What is being asked — Check every line of the data and copy the ones where "ProgramSettings" appears.

Extracted data —
+++
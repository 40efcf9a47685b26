use crate::core::physiology::BAROMETRIC_CEILING_FT;
use crate::domain::model::ProgramSettings;
use crate::utils::error::Result;
use crate::utils::validation::{
    validate_below, validate_non_empty_string, validate_non_negative, validate_positive,
    validate_positive_count, Validate,
};

impl Validate for ProgramSettings {
    fn validate(&self) -> Result<()> {
        validate_positive_count("students_per_week", self.students_per_week, 1)?;
        validate_positive_count("weeks", self.weeks, 1)?;
        validate_positive("session_duration_minutes", self.session_duration_minutes)?;
        validate_positive("recovery_duration_minutes", self.recovery_duration_minutes)?;

        validate_positive("altitude_ft", self.altitude_ft)?;
        validate_below("altitude_ft", self.altitude_ft, BAROMETRIC_CEILING_FT)?;
        if let Some(minutes) = self.exposure_duration_minutes {
            validate_positive("exposure_duration_minutes", minutes)?;
        }

        validate_positive("price_air", self.price_air)?;
        validate_positive("price_nitrogen", self.price_nitrogen)?;
        validate_positive("price_oxygen", self.price_oxygen)?;
        validate_non_negative("contingency_percentage", self.contingency_percentage)?;
        validate_non_empty_string("currency", &self.currency)?;

        Ok(())
    }
}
+++
Result of the task —
use crate::domain::model::ProgramSettings;
impl Validate for ProgramSettings {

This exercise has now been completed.